The big difference between Chrome and Netscape browsers is that where Netscape's plug-in environment was an OS in a browser which allowed local apps to be run on any OS supported by Netscape browsers, Chrome allows those apps to be fully portable via the cloud, and between different CPU architectures - even in the case of locally running code or offline apps. Where local data or code is required to be stored on the local device, it is stored in the cloud and cached locally, so that it is portable across the cloud.

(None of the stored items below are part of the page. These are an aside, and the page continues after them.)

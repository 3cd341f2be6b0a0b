//! Time-stepped ascent simulation: segment integrator, mission runner, and cancellation.

pub mod cancel;
pub mod mission;
pub mod segment;

pub use cancel::{CancellationToken, MissionHandle, spawn_mission};
pub use mission::{
    MissionError, MissionResult, MissionSettings, OrbitCriteria, mission_score, simulate_mission,
};
pub use segment::{
    FlightSegmentResult, FlightState, SegmentSimulator, SettingsError, SimulationSettings,
    TerminationReason, TrajectoryPoint,
};
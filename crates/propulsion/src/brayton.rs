//! Idealised Brayton-cycle air-breathers: ramjet and scramjet.

use ascent_atmosphere::AtmosphereModel;
use ascent_core::constants::{CP_AIR, GAMMA_AIR};
use ascent_core::units::ft_to_m;

use crate::{EnginePerformance, OperatingEnvelope, PropulsionSystem};

/// Lower heating value of hydrogen (J/kg).
pub const HYDROGEN_HEATING_VALUE_J_KG: f64 = 120.0e6;
/// Stoichiometric hydrogen/air fuel-air ratio.
pub const HYDROGEN_STOICHIOMETRIC_FAR: f64 = 0.0292;

/// Inlet total-pressure recovery as a function of flight Mach.
#[derive(Debug, Clone, Copy, PartialEq)]
pub enum InletRecovery {
    /// MIL-E-5008B subsonic-combustion schedule.
    MilSpec { floor: f64 },
    /// Gaussian schedule centred on the design Mach of a fixed-geometry scramjet inlet.
    Gaussian {
        peak: f64,
        peak_mach: f64,
        width: f64,
        floor: f64,
    },
}

impl InletRecovery {
    pub fn at(&self, mach: f64) -> f64 {
        match *self {
            InletRecovery::MilSpec { floor } => {
                if mach <= 1.0 {
                    0.98
                } else {
                    (0.98 * (1.0 - 0.075 * (mach - 1.0).powf(1.35))).max(floor)
                }
            }
            InletRecovery::Gaussian {
                peak,
                peak_mach,
                width,
                floor,
            } => {
                let x = (mach - peak_mach) / width;
                (peak * (-x * x).exp()).max(floor)
            }
        }
    }
}

/// Cycle parameters shared by the ramjet and scramjet.
#[derive(Debug, Clone, Copy, PartialEq)]
pub struct BraytonCycle {
    pub max_stagnation_temperature_k: f64,
    pub burner_efficiency: f64,
    pub nozzle_efficiency: f64,
    /// Burner exit over inlet total pressure.
    pub burner_pressure_ratio: f64,
    pub inlet: InletRecovery,
    /// Mach at which the activation sigmoid reaches one half.
    pub activation_mach: f64,
    pub activation_width: f64,
}

impl BraytonCycle {
    pub fn ramjet() -> Self {
        Self {
            max_stagnation_temperature_k: 3_000.0,
            burner_efficiency: 0.95,
            nozzle_efficiency: 0.98,
            burner_pressure_ratio: 0.95,
            inlet: InletRecovery::MilSpec { floor: 0.2 },
            activation_mach: 2.0,
            activation_width: 0.25,
        }
    }

    pub fn scramjet() -> Self {
        Self {
            max_stagnation_temperature_k: 12_000.0,
            burner_efficiency: 0.95,
            nozzle_efficiency: 0.98,
            burner_pressure_ratio: 0.95,
            inlet: InletRecovery::Gaussian {
                peak: 0.6,
                peak_mach: 7.0,
                width: 8.0,
                floor: 0.1,
            },
            activation_mach: 5.5,
            activation_width: 0.3,
        }
    }

    /// Smooth gate in `[0, 1]` describing how far the cycle has lit.
    pub fn activation(&self, mach: f64) -> f64 {
        1.0 / (1.0 + (-(mach - self.activation_mach) / self.activation_width).exp())
    }

    /// Run the cycle through a capture area of `capture_area_m2`.
    ///
    /// Fails closed (zero output) when ram compression alone exceeds the combustor limit,
    /// when the nozzle cannot expand, or when the net specific thrust is not positive.
    pub fn evaluate(
        &self,
        atmosphere: &AtmosphereModel,
        altitude_ft: f64,
        mach: f64,
        capture_area_m2: f64,
    ) -> EnginePerformance {
        if mach <= 0.0 || capture_area_m2 <= 0.0 {
            return EnginePerformance::ZERO;
        }
        let ambient = atmosphere.state(ft_to_m(altitude_ft));
        let va = mach * ambient.speed_of_sound_m_s;

        let ram = 1.0 + 0.5 * (GAMMA_AIR - 1.0) * mach * mach;
        let t02 = ambient.temperature_k * ram;
        if t02 >= self.max_stagnation_temperature_k {
            return EnginePerformance::ZERO;
        }
        let p02 =
            ambient.pressure_pa * ram.powf(GAMMA_AIR / (GAMMA_AIR - 1.0)) * self.inlet.at(mach);

        let heat_limited = t02
            + HYDROGEN_STOICHIOMETRIC_FAR * self.burner_efficiency * HYDROGEN_HEATING_VALUE_J_KG
                / CP_AIR;
        let t03 = self.max_stagnation_temperature_k.min(heat_limited);
        let far = CP_AIR * (t03 - t02) / (self.burner_efficiency * HYDROGEN_HEATING_VALUE_J_KG);

        let p04 = p02 * self.burner_pressure_ratio;
        let expansion = ambient.pressure_pa / p04;
        if !(expansion < 1.0) {
            return EnginePerformance::ZERO;
        }
        let ve = self.nozzle_efficiency
            * (2.0 * CP_AIR * t03 * (1.0 - expansion.powf((GAMMA_AIR - 1.0) / GAMMA_AIR))).sqrt();
        let specific_thrust = (1.0 + far) * ve - va;
        if !(specific_thrust > 0.0) {
            return EnginePerformance::ZERO;
        }

        let gate = self.activation(mach);
        let air_flow = ambient.density_kg_m3 * va * capture_area_m2;
        EnginePerformance {
            thrust_n: air_flow * specific_thrust * gate,
            propellant_flow_kg_s: air_flow * far * gate,
        }
    }
}

pub(crate) fn ramjet_envelope() -> OperatingEnvelope {
    OperatingEnvelope::new(1.0..=6.5, 0.0..=140_000.0)
}

pub(crate) fn scramjet_envelope() -> OperatingEnvelope {
    OperatingEnvelope::new(4.0..=16.0, 50_000.0..=250_000.0)
}

/// Subsonic-combustion ramjet.
#[derive(Debug, Clone)]
pub struct Ramjet {
    cycle: BraytonCycle,
    capture_area_m2: f64,
    atmosphere: AtmosphereModel,
}

impl Ramjet {
    pub fn new(capture_area_m2: f64) -> Self {
        Self {
            cycle: BraytonCycle::ramjet(),
            capture_area_m2,
            atmosphere: AtmosphereModel::new(),
        }
    }

    pub fn cycle(&self) -> &BraytonCycle {
        &self.cycle
    }
}

impl PropulsionSystem for Ramjet {
    fn name(&self) -> &'static str {
        "ramjet"
    }

    fn envelope(&self) -> OperatingEnvelope {
        ramjet_envelope()
    }

    fn performance(&self, altitude_ft: f64, mach: f64) -> EnginePerformance {
        if !self.can_operate(altitude_ft, mach) {
            return EnginePerformance::ZERO;
        }
        self.cycle
            .evaluate(&self.atmosphere, altitude_ft, mach, self.capture_area_m2)
    }

    /// Weighted by the activation gate so an unlit cycle never outranks a working engine.
    fn efficiency(&self, altitude_ft: f64, mach: f64) -> f64 {
        if !self.can_operate(altitude_ft, mach) {
            return 0.0;
        }
        self.performance(altitude_ft, mach).normalized_efficiency() * self.cycle.activation(mach)
    }
}

/// Supersonic-combustion ramjet.
#[derive(Debug, Clone)]
pub struct Scramjet {
    cycle: BraytonCycle,
    capture_area_m2: f64,
    atmosphere: AtmosphereModel,
}

impl Scramjet {
    pub fn new(capture_area_m2: f64) -> Self {
        Self {
            cycle: BraytonCycle::scramjet(),
            capture_area_m2,
            atmosphere: AtmosphereModel::new(),
        }
    }

    pub fn cycle(&self) -> &BraytonCycle {
        &self.cycle
    }
}

impl PropulsionSystem for Scramjet {
    fn name(&self) -> &'static str {
        "scramjet"
    }

    fn envelope(&self) -> OperatingEnvelope {
        scramjet_envelope()
    }

    fn performance(&self, altitude_ft: f64, mach: f64) -> EnginePerformance {
        if !self.can_operate(altitude_ft, mach) {
            return EnginePerformance::ZERO;
        }
        self.cycle
            .evaluate(&self.atmosphere, altitude_ft, mach, self.capture_area_m2)
    }

    fn efficiency(&self, altitude_ft: f64, mach: f64) -> f64 {
        if !self.can_operate(altitude_ft, mach) {
            return 0.0;
        }
        self.performance(altitude_ft, mach).normalized_efficiency() * self.cycle.activation(mach)
    }
}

HTML5 is another big difference. Your comment about a document format was true of earlier versions of HTML, but not for HTML5 which is an asynchronous display format, not a static document format. It works exactly like your Windows desktop windowing environment, where individual elements in a window can be updated and can generate keyboard and mouse events, just like on Windows apps. Again, an HTML5 window can do anything and everything a Windows application can do and just as efficiently. The main difference is that Chrome web apps sync everything to the cloud automatically and only cache locally. It is not like the the old HTML markup language at all where you have to refresh the whole page to update any changed part of it. Basically HTML5 is like a universal, standardised windowing system that runs on every device conceivable. It will lead to a very rapid proliferation of web apps once it is formally ratified in 2014, although most of the pieces are in place now.
I agree with you about not being able to protect against the host OS's vulnerabilities, which is why it is probably better to use a Chromebook to run Chrome on, and if you need Windows at all, to virtualise it on a Windows terminal server and access it via a Chromebook. Indeed if you want the highest level of security with Windows desktop use, that is achieved by putting Windows on a Terminal server, blocking off all access to it other than https via Ericom Access Now, and not allowing download of files from it other than in a tightly restricted manner. Once files are downloaded to a PC or laptop, it is very difficult to secure them. Not allowing it off your server and requiring users to log in and use the https interface to run apps and other desktop tasks on the secure server, and using a secure web client like a Chromebook which doesn't store data locally (except encrypted local temporary caches if not disabled), it the most secure way to do Windows computing.